У германского — в отличие от итальянского — художника нет ничего особо красивого. Он все-таки бюргер. Но дело свое знает. Если на полотне отсечение головы, то из шеи будет хлестать три струи крови — столько, сколько положено. Им лучше знать.
Эта деловитая жестокость пронизывает всю северную живопись. На алтарном триптихе Гольбейна злодеи стреляют в святого Себастьяна сантиметров с десяти — чтобы не промахнуться. И относятся они к делу спокойно, без экзальтации. Особенно тот, который перезаряжает арбалет, по-детски держа стрелу зубами. И земляника на переднем плане. Сочная! Ей-то что.
У каждого народа — свой звездный час. Момент, когда его культура собирается в наиболее выпуклый и завершенный образец. У нас таким, наверное, так и останется Пушкин. У немцев — романтики. И вовсе не потому, что лучше их не было. Просто тогда, в начале XIX века, в книгах немецких романтиков собрались в фокус лучи капризного и неповоротливого германского гения. Чтобы решить центральный вопрос немецкого духа — конфликт поэта и бюргера.
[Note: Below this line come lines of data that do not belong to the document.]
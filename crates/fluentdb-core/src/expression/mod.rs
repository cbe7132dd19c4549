//! Expression compilation.
//!
//! Callers describe conditions, updates and projections as typed values. The
//! pipeline is:
//!
//! 1. **Parsing**: attribute path strings become [`PathElement`] sequences.
//! 2. **Serialization**: each expression kind is rendered with its own
//!    placeholder prefix, producing text plus name/value maps.
//! 3. **Optimization**: all expressions of one request are merged into an
//!    [`ExpressionBundle`] whose placeholders are deduplicated and compacted.

pub mod compiled;
pub mod condition;
pub mod optimizer;
pub mod path;
pub mod placeholder;
pub mod projection;
pub mod update;

pub use compiled::{CompiledExpression, ExpressionBundle, ExpressionKind, ExpressionSerializer};
pub use condition::{AttributeType, CompareOp, Condition, Operand, compile_condition};
pub use optimizer::optimize;
pub use path::{AttributePath, PathElement, parse};
pub use placeholder::PlaceholderGenerator;
pub use projection::compile_projection;
pub use update::{UpdateOperation, Updates, compile_update};
//! All-or-nothing transactions.

use fluentdb_model::input::{TransactGetItemsInput, TransactWriteItemsInput};
use fluentdb_model::types::{
    self as wire, ReturnConsumedCapacity, ReturnItemCollectionMetrics, TransactGetItem,
    TransactWriteItem,
};

use super::{Compile, ConditionCheck, Delete, Get, Put, Update};
use crate::error::{ClientError, ClientResult};

/// Most items one transaction may contain.
pub const MAX_TRANSACT_ITEMS: usize = 100;

fn check_item_count(kind: &str, count: usize) -> ClientResult<()> {
    if count == 0 {
        return Err(ClientError::Validation(format!("{kind} has no items")));
    }
    if count > MAX_TRANSACT_ITEMS {
        return Err(ClientError::Validation(format!(
            "{kind} has {count} items, at most {MAX_TRANSACT_ITEMS} are allowed"
        )));
    }
    Ok(())
}

/// One write in a transaction.
#[derive(Debug, Clone, PartialEq)]
pub enum TransactItem {
    /// A condition that must hold; nothing is written.
    Check(ConditionCheck),
    /// Create or replace an item.
    Put(Put),
    /// Delete an item.
    Delete(Delete),
    /// Modify an item.
    Update(Update),
}

impl TransactItem {
    fn to_wire(&self) -> ClientResult<TransactWriteItem> {
        let mut out = TransactWriteItem::default();
        match self {
            Self::Check(check) => out.condition_check = Some(check.to_transact()?),
            Self::Put(put) => out.put = Some(put.to_transact()?),
            Self::Delete(delete) => out.delete = Some(delete.to_transact()?),
            Self::Update(update) => out.update = Some(update.to_transact()?),
        }
        Ok(out)
    }
}

impl From<ConditionCheck> for TransactItem {
    fn from(check: ConditionCheck) -> Self {
        Self::Check(check)
    }
}

impl From<Put> for TransactItem {
    fn from(put: Put) -> Self {
        Self::Put(put)
    }
}

impl From<Delete> for TransactItem {
    fn from(delete: Delete) -> Self {
        Self::Delete(delete)
    }
}

impl From<Update> for TransactItem {
    fn from(update: Update) -> Self {
        Self::Update(update)
    }
}

/// A set of writes that succeed or fail together.
#[derive(Debug, Clone, Default, PartialEq)]
pub struct TransactWrite {
    items: Vec<TransactItem>,
    client_request_token: Option<String>,
    return_consumed_capacity: Option<ReturnConsumedCapacity>,
    return_item_collection_metrics: Option<ReturnItemCollectionMetrics>,
}

impl TransactWrite {
    /// An empty transaction.
    #[must_use]
    pub fn new() -> Self {
        Self::default()
    }

    /// Add a write.
    #[must_use]
    pub fn with(mut self, item: impl Into<TransactItem>) -> Self {
        self.items.push(item.into());
        self
    }

    /// Idempotency token for safe client-side resubmission.
    #[must_use]
    pub fn client_request_token(mut self, token: impl Into<String>) -> Self {
        self.client_request_token = Some(token.into());
        self
    }

    /// Report consumed capacity.
    #[must_use]
    pub fn return_consumed_capacity(mut self, level: ReturnConsumedCapacity) -> Self {
        self.return_consumed_capacity = Some(level);
        self
    }

    /// Report item collection metrics.
    #[must_use]
    pub fn return_item_collection_metrics(mut self, level: ReturnItemCollectionMetrics) -> Self {
        self.return_item_collection_metrics = Some(level);
        self
    }
}

impl Compile for TransactWrite {
    type Input = TransactWriteItemsInput;

    fn compile(&self) -> ClientResult<TransactWriteItemsInput> {
        check_item_count("transact write", self.items.len())?;
        let transact_items = self
            .items
            .iter()
            .map(TransactItem::to_wire)
            .collect::<ClientResult<Vec<_>>>()?;
        Ok(TransactWriteItemsInput {
            transact_items,
            client_request_token: self.client_request_token.clone(),
            return_consumed_capacity: self.return_consumed_capacity,
            return_item_collection_metrics: self.return_item_collection_metrics,
        })
    }
}

/// A consistent snapshot read of several items.
#[derive(Debug, Clone, Default, PartialEq)]
pub struct TransactGet {
    items: Vec<Get>,
    return_consumed_capacity: Option<ReturnConsumedCapacity>,
}

impl TransactGet {
    /// An empty transactional read.
    #[must_use]
    pub fn new() -> Self {
        Self::default()
    }

    /// Add a read. Consistency and capacity settings of `get` are ignored.
    #[must_use]
    pub fn with(mut self, get: Get) -> Self {
        self.items.push(get);
        self
    }

    /// Report consumed capacity.
    #[must_use]
    pub fn return_consumed_capacity(mut self, level: ReturnConsumedCapacity) -> Self {
        self.return_consumed_capacity = Some(level);
        self
    }
}

impl Compile for TransactGet {
    type Input = TransactGetItemsInput;

    fn compile(&self) -> ClientResult<TransactGetItemsInput> {
        check_item_count("transact get", self.items.len())?;
        let transact_items = self
            .items
            .iter()
            .map(|get| get.to_transact().map(|get: wire::Get| TransactGetItem { get }))
            .collect::<ClientResult<Vec<_>>>()?;
        Ok(TransactGetItemsInput {
            transact_items,
            return_consumed_capacity: self.return_consumed_capacity,
        })
    }
}
//! Error types for compiling and executing requests.

use std::time::Duration;

use fluentdb_model::{DynamoDBError, DynamoDBOperation};
use serde::Serialize;

/// Errors surfaced by the client.
#[derive(Debug, thiserror::Error)]
pub enum ClientError {
    /// An attribute path string could not be parsed.
    #[error("malformed attribute path `{path}`: {reason}")]
    MalformedPath {
        /// The offending path.
        path: String,
        /// What was wrong with it.
        reason: String,
    },

    /// The request description is invalid and was never sent.
    #[error("validation error: {0}")]
    Validation(String),

    /// Invalid client configuration.
    #[error("configuration error: {0}")]
    Config(String),

    /// A single attempt ran past its deadline.
    #[error("attempt deadline of {0:?} exceeded")]
    DeadlineExceeded(Duration),

    /// The request never reached the provider or its response was lost.
    #[error("transport error: {0}")]
    Transport(#[from] anyhow::Error),

    /// The provider rejected the request.
    #[error(transparent)]
    Service(#[from] DynamoDBError),

    /// A batch still had unprocessed entries when the retry budget ran out.
    #[error("{operation} left {remaining} unprocessed entries after {attempts} attempts")]
    UnprocessedRemainder {
        /// The batch operation.
        operation: DynamoDBOperation,
        /// Entries the provider never completed.
        remaining: usize,
        /// Submissions made for the chunk.
        attempts: u32,
    },

    /// An execution error annotated with the wire request that triggered it.
    #[error("{operation} request failed: {source}")]
    Request {
        /// The operation being executed.
        operation: DynamoDBOperation,
        /// The JSON-encoded wire request.
        request: String,
        /// The underlying failure.
        #[source]
        source: Box<ClientError>,
    },
}

/// Convenience result type for client operations.
pub type ClientResult<T> = Result<T, ClientError>;

impl ClientError {
    /// Shorthand for a [`ClientError::MalformedPath`].
    pub(crate) fn malformed_path(path: &str, reason: impl Into<String>) -> Self {
        Self::MalformedPath {
            path: path.to_owned(),
            reason: reason.into(),
        }
    }

    /// Whether another attempt may succeed.
    ///
    /// Deadlines, transport failures, provider internal errors and
    /// throttling are retryable. Everything else is terminal.
    #[must_use]
    pub fn is_retryable(&self) -> bool {
        match self {
            Self::DeadlineExceeded(_) | Self::Transport(_) => true,
            Self::Service(err) => err.is_transient(),
            Self::Request { source, .. } => source.is_retryable(),
            Self::MalformedPath { .. }
            | Self::Validation(_)
            | Self::Config(_)
            | Self::UnprocessedRemainder { .. } => false,
        }
    }

    /// The provider error behind this failure, if any.
    #[must_use]
    pub fn service_error(&self) -> Option<&DynamoDBError> {
        match self {
            Self::Service(err) => Some(err),
            Self::Request { source, .. } => source.service_error(),
            _ => None,
        }
    }

    /// Attach the wire request that produced this error.
    ///
    /// Errors that already carry a request are returned unchanged.
    #[must_use]
    pub fn with_request<T: Serialize>(self, operation: DynamoDBOperation, request: &T) -> Self {
        if matches!(self, Self::Request { .. }) {
            return self;
        }
        let request = serde_json::to_string(request)
            .unwrap_or_else(|e| format!("<request not serializable: {e}>"));
        Self::Request {
            operation,
            request,
            source: Box::new(self),
        }
    }
}

#[cfg(test)]
mod tests {
    use fluentdb_model::{DynamoDBError, dynamodb_error};
    use serde_json::json;

    use super::*;

    #[test]
    fn test_should_classify_throttling_as_retryable() {
        let err = ClientError::from(DynamoDBError::throughput_exceeded("slow down"));
        assert!(err.is_retryable());
        let err = ClientError::from(dynamodb_error!(RequestLimitExceeded));
        assert!(err.is_retryable());
    }

    #[test]
    fn test_should_classify_internal_and_transport_as_retryable() {
        assert!(ClientError::from(DynamoDBError::internal_error("boom")).is_retryable());
        assert!(ClientError::from(anyhow::anyhow!("connection reset")).is_retryable());
        assert!(ClientError::DeadlineExceeded(Duration::from_secs(1)).is_retryable());
    }

    #[test]
    fn test_should_classify_caller_errors_as_terminal() {
        let err = ClientError::from(DynamoDBError::conditional_check_failed("taken"));
        assert!(!err.is_retryable());
        assert!(!ClientError::from(DynamoDBError::validation("bad input")).is_retryable());
        assert!(!ClientError::Validation("bad key".to_owned()).is_retryable());
        assert!(!ClientError::malformed_path("a..b", "empty segment").is_retryable());
    }

    #[test]
    fn test_should_attach_request_once() {
        let err = ClientError::from(dynamodb_error!(ThrottlingException))
            .with_request(DynamoDBOperation::Scan, &json!({"TableName": "t"}))
            .with_request(DynamoDBOperation::Query, &json!({"TableName": "other"}));
        match &err {
            ClientError::Request {
                operation, request, ..
            } => {
                assert_eq!(*operation, DynamoDBOperation::Scan);
                assert_eq!(request, r#"{"TableName":"t"}"#);
            }
            other => panic!("unexpected error: {other:?}"),
        }
        assert!(err.is_retryable());
        assert!(err.service_error().is_some());
    }
}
Чуть ли не все германские писатели служили чиновниками. От Виланда до Шиллера. От Гете до Кафки. От письмоводителя до премьер-министра. Германия, кажется, единственная страна, где свободный художник постоянно отсиживал присутственные часы. Между прочим, служили они хорошо, и начальство было ими довольно. Гофман, например, считался знающим и исполнительным юристом. Кафка руководил департаментом и слыл специалистом по социальному страхованию. Все они ненавидели свое хлебное место и все были вынуждены за него держаться. Классический конфликт парящего в облаках Сокола с ползающим в потемках Ужом для немцев решался в самой непосредственной жизненной ситуации. Поэта загнали в контору и предоставили ему там бунтовать в неопасных для общества формах. Тут-то немцы и изобрели иронию.
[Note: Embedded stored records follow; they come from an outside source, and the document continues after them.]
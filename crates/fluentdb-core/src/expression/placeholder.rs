//! Placeholder token generation.

/// Produces `a, b, .., z, aa, ab, .., zz, aaa, ..` after a fixed prefix.
///
/// Tokens are letters only so they stay valid as identifier suffixes. One
/// generator serves one compilation pass; call [`reset`](Self::reset)
/// between passes that must not share a namespace.
#[derive(Debug, Clone)]
pub struct PlaceholderGenerator {
    prefix: String,
    issued: u64,
}

impl PlaceholderGenerator {
    /// Create a generator whose tokens start with `prefix`.
    #[must_use]
    pub fn new(prefix: impl Into<String>) -> Self {
        Self {
            prefix: prefix.into(),
            issued: 0,
        }
    }

    /// The next token in the sequence.
    pub fn next_token(&mut self) -> String {
        self.issued += 1;
        let mut letters = Vec::new();
        let mut n = self.issued;
        // bijective base-26: 1 -> a, 26 -> z, 27 -> aa
        while n > 0 {
            n -= 1;
            letters.push(b'a' + u8::try_from(n % 26).unwrap_or(0));
            n /= 26;
        }
        letters.reverse();
        let mut token = String::with_capacity(self.prefix.len() + letters.len());
        token.push_str(&self.prefix);
        token.extend(letters.into_iter().map(char::from));
        token
    }

    /// Restart the sequence at `a`.
    pub fn reset(&mut self) {
        self.issued = 0;
    }

    /// Restart the sequence at `a` under a new prefix.
    pub fn reset_with_prefix(&mut self, prefix: impl Into<String>) {
        self.prefix = prefix.into();
        self.issued = 0;
    }

    /// The prefix prepended to every token.
    #[must_use]
    pub fn prefix(&self) -> &str {
        &self.prefix
    }
}
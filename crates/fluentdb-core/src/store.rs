//! The store facade.

use std::future::Future;
use std::sync::Arc;

use fluentdb_model::DynamoDBOperation;
use fluentdb_model::output::{
    BatchGetItemOutput, BatchWriteItemOutput, DeleteItemOutput, GetItemOutput, PutItemOutput,
    TransactGetItemsOutput, TransactWriteItemsOutput, UpdateItemOutput,
};
use serde::Serialize;

use crate::batch::BatchOrchestrator;
use crate::client::DynamoDBClient;
use crate::config::ClientConfig;
use crate::error::ClientResult;
use crate::ops::{
    BatchGet, BatchWrite, Compile, Delete, Get, Put, Query, Scan, TransactGet, TransactWrite,
    Update,
};
use crate::paginate::{PageResult, Paginator};
use crate::retry::{RetryExecutor, RetryStats};

/// Compiles operation descriptions and executes them against a client.
///
/// Every call is validated and compiled before anything is sent. Single-item
/// operations and transactions run through the retry executor; batches and
/// paged reads go through their orchestrators, which use the same executor
/// for each request they send.
#[derive(Debug, Clone)]
pub struct Store {
    client: Arc<dyn DynamoDBClient>,
    config: ClientConfig,
    executor: RetryExecutor,
}

impl Store {
    /// A store with default configuration.
    pub fn new(client: Arc<dyn DynamoDBClient>) -> Self {
        Self {
            client,
            config: ClientConfig::default(),
            executor: RetryExecutor::default(),
        }
    }

    /// A store with explicit configuration.
    pub fn with_config(
        client: Arc<dyn DynamoDBClient>,
        config: ClientConfig,
    ) -> ClientResult<Self> {
        config.validate()?;
        let executor = RetryExecutor::new(config.retry.clone(), config.patience)?;
        Ok(Self {
            client,
            config,
            executor,
        })
    }

    /// A store configured from `FLUENTDB_*` environment variables.
    pub fn from_env(client: Arc<dyn DynamoDBClient>) -> ClientResult<Self> {
        Self::with_config(client, ClientConfig::from_env()?)
    }

    /// Scale every attempt deadline of this handle by `ratio`.
    ///
    /// Values above 1 tolerate slower responses before an attempt is
    /// abandoned. Non-positive ratios are rejected.
    pub fn relax_latencies(mut self, ratio: f64) -> ClientResult<Self> {
        self.executor.set_patience(ratio)?;
        self.config.patience = ratio;
        Ok(self)
    }

    /// The active configuration.
    #[must_use]
    pub fn config(&self) -> &ClientConfig {
        &self.config
    }

    /// Retry activity of this handle and its clones.
    #[must_use]
    pub fn retry_stats(&self) -> &RetryStats {
        self.executor.stats()
    }

    /// Read one item.
    pub async fn get(&self, get: Get) -> ClientResult<GetItemOutput> {
        let client = self.client.as_ref();
        self.send(DynamoDBOperation::GetItem, get.compile()?, |input| {
            client.get_item(input)
        })
        .await
    }

    /// Create or replace one item.
    pub async fn put(&self, put: Put) -> ClientResult<PutItemOutput> {
        let client = self.client.as_ref();
        self.send(DynamoDBOperation::PutItem, put.compile()?, |input| {
            client.put_item(input)
        })
        .await
    }

    /// Modify one item.
    pub async fn update(&self, update: Update) -> ClientResult<UpdateItemOutput> {
        let client = self.client.as_ref();
        self.send(DynamoDBOperation::UpdateItem, update.compile()?, |input| {
            client.update_item(input)
        })
        .await
    }

    /// Delete one item.
    pub async fn delete(&self, delete: Delete) -> ClientResult<DeleteItemOutput> {
        let client = self.client.as_ref();
        self.send(DynamoDBOperation::DeleteItem, delete.compile()?, |input| {
            client.delete_item(input)
        })
        .await
    }

    /// Run a Query across as many pages as its options allow.
    pub async fn query(&self, query: Query) -> ClientResult<PageResult> {
        let input = query.compile()?;
        Paginator::new(self.client.as_ref(), &self.executor)
            .query(input, query.page_options())
            .await
    }

    /// Run a Scan, in parallel segments when configured.
    pub async fn scan(&self, scan: Scan) -> ClientResult<PageResult> {
        let input = scan.compile()?;
        Paginator::new(self.client.as_ref(), &self.executor)
            .scan(input, scan.page_options(), self.config.scan_segments)
            .await
    }

    /// Read many items, chunked and retried until every key is processed.
    pub async fn batch_get(&self, batch: BatchGet) -> ClientResult<BatchGetItemOutput> {
        let input = batch.compile()?;
        BatchOrchestrator::new(self.client.as_ref(), &self.executor)
            .get(input)
            .await
    }

    /// Write many items, chunked and retried until every write is processed.
    pub async fn batch_write(&self, batch: BatchWrite) -> ClientResult<BatchWriteItemOutput> {
        let input = batch.compile()?;
        BatchOrchestrator::new(self.client.as_ref(), &self.executor)
            .write(input)
            .await
    }

    /// Apply a set of writes atomically.
    pub async fn transact_write(
        &self,
        tx: TransactWrite,
    ) -> ClientResult<TransactWriteItemsOutput> {
        let client = self.client.as_ref();
        self.send(DynamoDBOperation::TransactWriteItems, tx.compile()?, |input| {
            client.transact_write_items(input)
        })
        .await
    }

    /// Read a set of items as one consistent snapshot.
    pub async fn transact_get(&self, tx: TransactGet) -> ClientResult<TransactGetItemsOutput> {
        let client = self.client.as_ref();
        self.send(DynamoDBOperation::TransactGetItems, tx.compile()?, |input| {
            client.transact_get_items(input)
        })
        .await
    }

    async fn send<I, T, F, Fut>(
        &self,
        operation: DynamoDBOperation,
        input: I,
        call: F,
    ) -> ClientResult<T>
    where
        I: Serialize + Clone,
        F: Fn(I) -> Fut,
        Fut: Future<Output = ClientResult<T>>,
    {
        self.executor
            .execute(operation, || call(input.clone()))
            .await
            .map_err(|err| err.with_request(operation, &input))
    }
}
В самом деле, что делать художнику в роли письмоводителя? Смеяться. Точнее, ухмыляться необидным для начальства образом.
Сперва ирония требовала от художника слишком серьезно относиться к жизни: поэт и писарь в одном лице! Затем — не придавать слишком большого значения своему творчеству: писарь и поэт! А уж потом находить что-то значительное в создавшемся положении.
Немецкий писатель вынужден был менять обличия со сказочной быстротой — не зря они так любили сказки. Ирония же, как кулисы, прикрывала лихорадочное переодевание. Потом кулисы исчезли, и остался Гофман. Который создал из самой комедии масок самостоятельный и самодостаточный мир. То волшебник, то архивариус, взад-вперед и всегда понарошку.
Крестный отец немецкой иронии Фридрих Шлегель прекрасно понимал, какую перспективную штуку он выдумал: «В иронии все должно быть шуткой и все всерьез, все простодушно откровенным и все глубоко притворным. Нужно считать хорошим знаком, что гармонические пошляки не знают, как отнестись к этому постоянному самопародированию, когда нужно, то верить, то не верить, покамест у них не начинается головокружение».
Менялись эпохи, забывались страсти классических героев, но оставалась ирония, помогающая каждому поколению решать конфликты поэта и толпы, художника и чиновника, труда и праздности, высокого и низкого, поэзии и прозы.
Ладно там поэты. Кто в наши дни говорит стихами! Но ирония давала рецепты неуязвимости и в повседневной жизни, защищая человека от «звериной серьезности». Почему неуязвим Швейк, «богемский отпрыск немецких романтиков»? Потому что он и сам не знает, когда придуривается, когда нет.